Алексей Иванович хмыкнул, потирая пальцем переносицу. Павел его уважал не на шутку — умный и решительный, жесткий, порой с нехорошим блеском в глазах, Глебов больше ему напоминал «смершовца» из романа «В августе сорок четвертого», чем «комитетчика».
— Только ты сам Киплинга не приплетай, а то головы не сносишь при новом генсеке. Мне этот выдвиженец покойного «ювелира» и «КУ» решительно не нравится — мутный, как вода в арыке.
— Ты по-восточному заговорил? То-то, я смотрю у тебя загар отнюдь не зимний — на юге также был.
— Думаешь, нам дают возможность в управлении окапываться? Нет, мы «выездные» сотрудники, в командировках больше времени проводим, чем у себя дома. Да, как тебе тренировки?
— Ужас какой-то, — пожал плечами Павел, — я думал все как обычно — бег, подтягивание, самбо, но такого не ожидал. Никогда не верил, что можно пребывать в расслабленном состоянии, пока двое жлобов тебя в узлы связывают, да еще стегают при этом по конечностям, спине и животу.
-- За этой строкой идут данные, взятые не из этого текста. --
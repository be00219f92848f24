/*!
Decimal parsing.

The grammar is the usual decimal one: optional sign, digits with an
optional point, optional `e`/`E` exponent. The stored binary precision
tracks the number of significant digits supplied (about 3.32 bits per
digit) plus the guard bits, so `"2.50"` parses wider than `"2.5"` while
denoting the same value.
*/

use std::str::FromStr;

use num_traits::Zero;
use rug::ops::Pow;
use rug::Integer;

use crate::error::Error;
use crate::number::{BigFloat, GUARD_BITS};
use crate::shift::rounding_right_shift;
use crate::util::bit_length;

impl FromStr for BigFloat {
    type Err = Error;

    fn from_str(s: &str) -> Result<Self, Error> {
        let s = s.trim();
        let (negative, rest) = match s.as_bytes().first() {
            Some(b'-') => (true, &s[1..]),
            Some(b'+') => (false, &s[1..]),
            _ => (false, s),
        };

        let mut digits = Integer::new();
        let mut ndigits = 0usize;
        let mut frac_digits: Option<usize> = None;
        let mut pos = 0usize;
        let bytes = rest.as_bytes();

        while pos < bytes.len() {
            match bytes[pos] {
                b'0'..=b'9' => {
                    digits *= 10u8;
                    digits += bytes[pos] - b'0';
                    ndigits += 1;
                    if let Some(f) = frac_digits.as_mut() {
                        *f += 1;
                    }
                }
                b'.' if frac_digits.is_none() => frac_digits = Some(0),
                b'e' | b'E' => break,
                _ => return Err(Error::ParseFailure),
            }
            pos += 1;
        }
        if ndigits == 0 {
            return Err(Error::ParseFailure);
        }

        let mut dec_exp = -(frac_digits.unwrap_or(0) as isize);
        if pos < bytes.len() {
            // exponent part
            let e: isize = rest[pos + 1..].parse().map_err(|_| Error::ParseFailure)?;
            dec_exp += e;
        }

        if digits.is_zero() {
            let accuracy = (frac_digits.unwrap_or(0) as f64 * LOG2_10).ceil() as isize;
            return Ok(Self::zero_with_accuracy(accuracy));
        }
        if negative {
            digits = -digits;
        }

        if dec_exp >= 0 {
            // exact integer
            let n = digits * Integer::from(10u8).pow(dec_exp as u32);
            Ok(Self::new(n, 0))
        } else {
            // digits / 10^d, rounded into a digit-count-sized window
            // with one extra quotient bit for the final half-round
            let denom = Integer::from(10u8).pow((-dec_exp) as u32);
            let shift = GUARD_BITS + bit_length(&denom);
            let num = digits << (shift + 1) as u32;
            let q = num / denom;
            Ok(Self::raw(
                rounding_right_shift(&q, 1),
                GUARD_BITS as isize - shift as isize,
            ))
        }
    }
}

const LOG2_10: f64 = 3.321928094887362;

#[cfg(test)]
mod tests {
    use super::*;

    #[test]
    fn parses_integers_exactly() {
        let v: BigFloat = "42".parse().unwrap();
        assert_eq!(v, BigFloat::from(42i32));

        let v: BigFloat = "-1200".parse().unwrap();
        assert_eq!(v, BigFloat::from(-1200i32));

        let v: BigFloat = "12e3".parse().unwrap();
        assert_eq!(v, BigFloat::from(12000i32));
    }

    #[test]
    fn parses_dyadic_fractions_exactly() {
        let v: BigFloat = "2.5".parse().unwrap();
        assert_eq!(v, BigFloat::new(Integer::from(5), -1));

        let v: BigFloat = "0.00390625".parse().unwrap();
        assert_eq!(v, BigFloat::new(Integer::from(1), -8));

        let v: BigFloat = "-0.5".parse().unwrap();
        assert_eq!(v, BigFloat::new(Integer::from(-1), -1));
    }

    #[test]
    fn wider_strings_store_wider_precision() {
        let narrow: BigFloat = "2.5".parse().unwrap();
        let wide: BigFloat = "2.5000000000".parse().unwrap();
        assert_eq!(narrow, wide);
        assert!(wide.precision() > narrow.precision());
    }

    #[test]
    fn rejects_junk() {
        for s in ["", "abc", "1.2.3", "--5", "1e", "e5", "0x10"] {
            assert!(s.parse::<BigFloat>().is_err(), "{:?}", s);
        }
    }
}
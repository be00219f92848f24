/*!
Error taxonomy.

Every failure in this crate is synchronous: an operation either returns a
value, returns one of the [`Error`] variants through a `checked_*` method
or a `TryFrom` conversion, or panics through one of the `panic_*` helpers
when the caller used the infix operator form.
*/

use std::fmt;

/// Failure kinds surfaced by fallible operations.
#[derive(Clone, Copy, Debug, PartialEq, Eq)]
pub enum Error {
    /// Divisor was strictly zero in `/`, `%`, `modulo` or `inverse`.
    DivideByZero,
    /// Square root of a negative value, logarithm of a non-positive
    /// value, or an even-order root of a negative value.
    NegativeRoot,
    /// `from_f64`/`from_f32` received NaN or an infinity.
    NonFiniteInput,
    /// Conversion to a fixed-width integer type would overflow.
    IntegerOverflow,
    /// The input string is not a decimal number.
    ParseFailure,
}

impl fmt::Display for Error {
    fn fmt(&self, f: &mut fmt::Formatter<'_>) -> fmt::Result {
        match self {
            Error::DivideByZero => write!(f, "division by zero"),
            Error::NegativeRoot => write!(f, "root or logarithm of a negative value"),
            Error::NonFiniteInput => write!(f, "NaN or infinity is not representable"),
            Error::IntegerOverflow => write!(f, "value does not fit in the target integer type"),
            Error::ParseFailure => write!(f, "invalid decimal number"),
        }
    }
}

impl std::error::Error for Error {}

/// Panics when a divisor is strictly zero.
pub(crate) fn panic_divide_by_zero() -> ! {
    panic!("{}", Error::DivideByZero)
}

/// Panics when taking a root or logarithm that would leave the reals.
pub(crate) fn panic_negative_root() -> ! {
    panic!("{}", Error::NegativeRoot)
}

/// Panics when constructing from a NaN or infinite float.
pub(crate) fn panic_non_finite() -> ! {
    panic!("{}", Error::NonFiniteInput)
}
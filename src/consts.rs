/*!
Mathematical constants at arbitrary precision.

[`get_constant`] returns a [`BigFloat`] with at least the requested
number of in-precision bits. Values are computed through MPFR (via
[`rug::Float`]) and converted with `mpfr_get_z_2exp`, which splits a
float into an exact mantissa/exponent pair.

A process-wide cache keeps the widest value computed so far per
constant; narrower requests are served from it. The cache is behind a
`Mutex`, so the provider is safe to hit from any number of threads.
*/

use std::collections::HashMap;
use std::sync::{Mutex, OnceLock};

use gmp_mpfr_sys::mpfr;
use num_traits::Zero;
use rug::{Float, Integer};

use crate::number::BigFloat;

/// Identifiers for the provided constants.
#[derive(Clone, Copy, Debug, PartialEq, Eq, Hash)]
pub enum Constant {
    /// π
    Pi,
    /// Euler's number e
    E,
    /// ln 2
    Ln2,
    /// √2
    Sqrt2,
    /// The Euler–Mascheroni constant γ
    EulerGamma,
}

static CACHE: OnceLock<Mutex<HashMap<Constant, BigFloat>>> = OnceLock::new();

/// Returns `which` with at least `bits` bits of precision.
/// Repeated calls for the same constant are answered from a shared
/// cache whenever the cached value is wide enough.
pub fn get_constant(which: Constant, bits: usize) -> BigFloat {
    let cache = CACHE.get_or_init(|| Mutex::new(HashMap::new()));

    {
        let guard = cache.lock().unwrap();
        if let Some(v) = guard.get(&which) {
            if v.precision() >= bits as isize {
                return v.clone();
            }
        }
    }

    // overshoot so nearby requests keep hitting the cache
    let value = compute(which, bits + 32);
    cache.lock().unwrap().insert(which, value.clone());
    value
}

fn compute(which: Constant, bits: usize) -> BigFloat {
    let prec = bits as u32;
    let f = match which {
        Constant::Pi => Float::with_val(prec, rug::float::Constant::Pi),
        Constant::Ln2 => Float::with_val(prec, rug::float::Constant::Log2),
        Constant::EulerGamma => Float::with_val(prec, rug::float::Constant::Euler),
        Constant::E => Float::with_val(prec, 1u8).exp(),
        Constant::Sqrt2 => Float::with_val(prec, 2u8).sqrt(),
    };
    from_rug_float(&f)
}

/// Splits a finite non-zero MPFR float into mantissa and exponent.
fn from_rug_float(f: &Float) -> BigFloat {
    let mut m = Integer::zero();
    let exp = unsafe { mpfr::get_z_2exp(m.as_raw_mut(), f.as_raw()) as isize };
    BigFloat::new(m, exp)
}
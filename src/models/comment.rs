use chrono::{DateTime, Utc};
use serde::Deserialize;
use uuid::Uuid;

/// Row shape of the `comments` table. One row per comment, append-only;
/// there is no edit or per-comment delete in the product.
#[derive(Debug, Clone, Deserialize)]
pub struct Comment {
    pub id: Uuid,
    pub post_id: Uuid,
    pub user_id: Uuid,
    #[serde(default)]
    pub text: String,
    #[serde(default)]
    pub created_at: Option<DateTime<Utc>>,
}

/// Insert payload for a new comment.
#[derive(Debug, Clone)]
pub struct NewComment {
    pub post_id: Uuid,
    pub user_id: Uuid,
    pub text: String,
}
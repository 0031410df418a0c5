use std::sync::Arc;

use uuid::Uuid;

use crate::error::ApiError;
use crate::models::comment::{Comment, NewComment};
use crate::repositories::CommentStore;

/// Append-only comment threads. Ordering is the store's creation order,
/// oldest first; there is no edit or per-comment delete.
pub struct CommentService {
    comments: Arc<dyn CommentStore>,
}

impl CommentService {
    pub fn new(comments: Arc<dyn CommentStore>) -> Self {
        CommentService { comments }
    }

    pub async fn list_for(&self, post_id: Uuid) -> Result<Vec<Comment>, ApiError> {
        Ok(self.comments.list_for_post(post_id).await?)
    }

    pub async fn append(
        &self,
        post_id: Uuid,
        author_id: Uuid,
        text: &str,
    ) -> Result<Comment, ApiError> {
        let trimmed = text.trim();
        if trimmed.is_empty() {
            return Err(ApiError::Validation(
                "comment text must not be empty".to_string(),
            ));
        }
        let comment = self
            .comments
            .insert(&NewComment {
                post_id,
                user_id: author_id,
                text: trimmed.to_string(),
            })
            .await?;
        Ok(comment)
    }
}
pub mod comment;
pub mod feed;
pub mod like;
pub mod post;
pub mod user;
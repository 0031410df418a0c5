pub mod config;
pub mod dtos;
pub mod error;
pub mod handlers;
pub mod middleware;
pub mod models;
pub mod repositories;
pub mod services;

use std::sync::Arc;

use reqwest::Client;

use crate::services::{CommentService, FeedService, LikeService, PostService, ProfileService};

/// Everything the handlers share. Cheap to clone per worker: the services
/// are behind `Arc` and the client is one internally.
#[derive(Clone)]
pub struct AppState {
    pub feed: Arc<FeedService>,
    pub likes: Arc<LikeService>,
    pub comments: Arc<CommentService>,
    pub posts: Arc<PostService>,
    pub profile: Arc<ProfileService>,
    pub http_client: Client,
    pub supabase_url: String,
    pub supabase_anon_key: String,
}
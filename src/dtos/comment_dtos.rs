use chrono::{DateTime, Utc};
use serde::{Deserialize, Serialize};
use uuid::Uuid;

use crate::models::comment::Comment;

#[derive(Deserialize)]
pub struct CommentIn {
    pub text: String,
}

#[derive(Debug, Serialize)]
pub struct CommentOut {
    pub id: Uuid,
    pub post_id: Uuid,
    pub user_id: Uuid,
    pub text: String,
    pub created_at: Option<DateTime<Utc>>,
}

impl From<&Comment> for CommentOut {
    fn from(comment: &Comment) -> Self {
        CommentOut {
            id: comment.id,
            post_id: comment.post_id,
            user_id: comment.user_id,
            text: comment.text.clone(),
            created_at: comment.created_at,
        }
    }
}
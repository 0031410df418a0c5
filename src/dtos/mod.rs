use base64::engine::general_purpose::STANDARD;
use base64::Engine;
use serde::Serialize;

pub mod auth_dtos;
pub mod comment_dtos;
pub mod feed_dtos;
pub mod like_dtos;
pub mod post_dtos;
pub mod profile_dtos;
pub mod profile_picture_dtos;

/// The envelope every endpoint answers with, success or error:
/// `{status, message, data}`.
#[derive(Debug, Serialize)]
pub struct ApiResponse<T: Serialize> {
    pub status: String,
    pub message: String,
    pub data: Option<T>,
}

impl<T: Serialize> ApiResponse<T> {
    pub fn ok(message: impl Into<String>, data: T) -> Self {
        ApiResponse {
            status: "success".to_string(),
            message: message.into(),
            data: Some(data),
        }
    }

    pub fn error(message: impl Into<String>) -> Self {
        ApiResponse {
            status: "error".to_string(),
            message: message.into(),
            data: None,
        }
    }
}

/// Decodes a base64 upload, tolerating a `data:<type>;base64,` prefix in
/// front of the payload.
pub fn decode_base64_payload(data: &str) -> Result<Vec<u8>, base64::DecodeError> {
    let payload = match data.split_once(',') {
        Some((head, tail)) if head.starts_with("data:") => tail,
        _ => data,
    };
    STANDARD.decode(payload.trim())
}
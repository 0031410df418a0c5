use actix_web::{post, web, HttpResponse};

use crate::dtos::profile_picture_dtos::{ProfilePictureResponse, UploadProfilePictureRequest};
use crate::dtos::ApiResponse;
use crate::error::ApiError;
use crate::middleware::auth_extractor::AuthenticatedUser;
use crate::AppState;

/// POST /api/profile-picture/upload
/// Pushes the image to the CDN and stores the returned URL on the profile.
#[post("/upload")]
pub async fn upload_profile_picture(
    state: web::Data<AppState>,
    user: AuthenticatedUser,
    body: web::Json<UploadProfilePictureRequest>,
) -> Result<HttpResponse, ApiError> {
    let url = state.profile.upload_picture(user.user_id, &body).await?;
    Ok(HttpResponse::Ok().json(ApiResponse::ok(
        "Profile picture uploaded",
        ProfilePictureResponse {
            profile_picture_url: url,
        },
    )))
}

/// POST /api/profile-picture/skip
/// Clears the stored picture URL.
#[post("/skip")]
pub async fn skip_profile_picture(
    state: web::Data<AppState>,
    user: AuthenticatedUser,
) -> Result<HttpResponse, ApiError> {
    state.profile.skip_picture(user.user_id).await?;
    Ok(HttpResponse::Ok().json(ApiResponse::ok(
        "Profile picture skipped",
        serde_json::json!({}),
    )))
}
Считал, что хренью занимаются, но через две недели от результата сам удивился. И ведь никаких мышц не появилось, а чувствую себя заметно сильнее и резче в движении, гораздо опаснее, чем был раньше.
— Так оно и есть — мне самому показались эти занятия помесью пыточной и турецкой бани, но это система нацелена на превращение хлюпика за максимально короткий срок в боевика, вроде эсера Каляева или народовольца Гриневицкого — это я тебе как историку пример привел.
— Террористов из нас не сделают этими «массажами», — искренне засмеялся Никритин, не веря в свое предположение, но нарвался на такой взгляд Глебова, что сразу осекся, покрываясь липким потом.
— Именно их, по системе тридцатых годов, — совершенно серьезно произнес Глебов. — Тогда вели подготовку по трем направлениям, под литерами «Д», «П» и «Т». Расшифровывать нужно, или сам сообразишь?
— Диверсанты, партизаны и террористы?
— Именно так, и учти, последних было крайне немного. Самый известный из них осуществил на Ровенщине два десятка успешных акций, стал героем Советского Союза, посмертно, правда. Потому и готовят так, ведь нужно не только выполнить задание, но и уйти, не оставляя следов и зацепок. Учти, КГБ и милиция работать умеют…
— Зачем все это?! Неужели не просто арестовать того или иного «товарища», привезти на Лубянку и там поспрашивать?!
— Раньше без проблем, во времена Берии, хотя это имя не стоит называть, сам понимаешь почему. Информацию мы получаем постоянно, а она тревожит уже не на шутку. Ты попробуй сотрудников в том же Таллинне или Риге, даже в Кишиневе, либо в Тбилиси, задействовать в чем-либо важном против местных партработников?
Задав вопрос, Глебов оскалился, в глазах сверкнула ненависть. Но он моментально ее обуздал, хотя в голосе слышалась ярость.
— Хрен два что выйдет — те информацию заблаговременно получат от своих «внедренцев» в органы, как у Рашидова и получилось. Хорошо, что он со своими людьми сопротивления не стали оказывать, самоубийства пошли волной, иначе бы второе басмачество получили. А без местных товарищей одними русскими не обойтись — это союзные республики, а не оккупированная зона, к тому же без знания реалий и языка невозможно официально работать, — Глебов прикрыл глаза, несколько раз вздохнул и выдохнул, приводя в порядок нервы, и заговорил уже ровно и спокойно.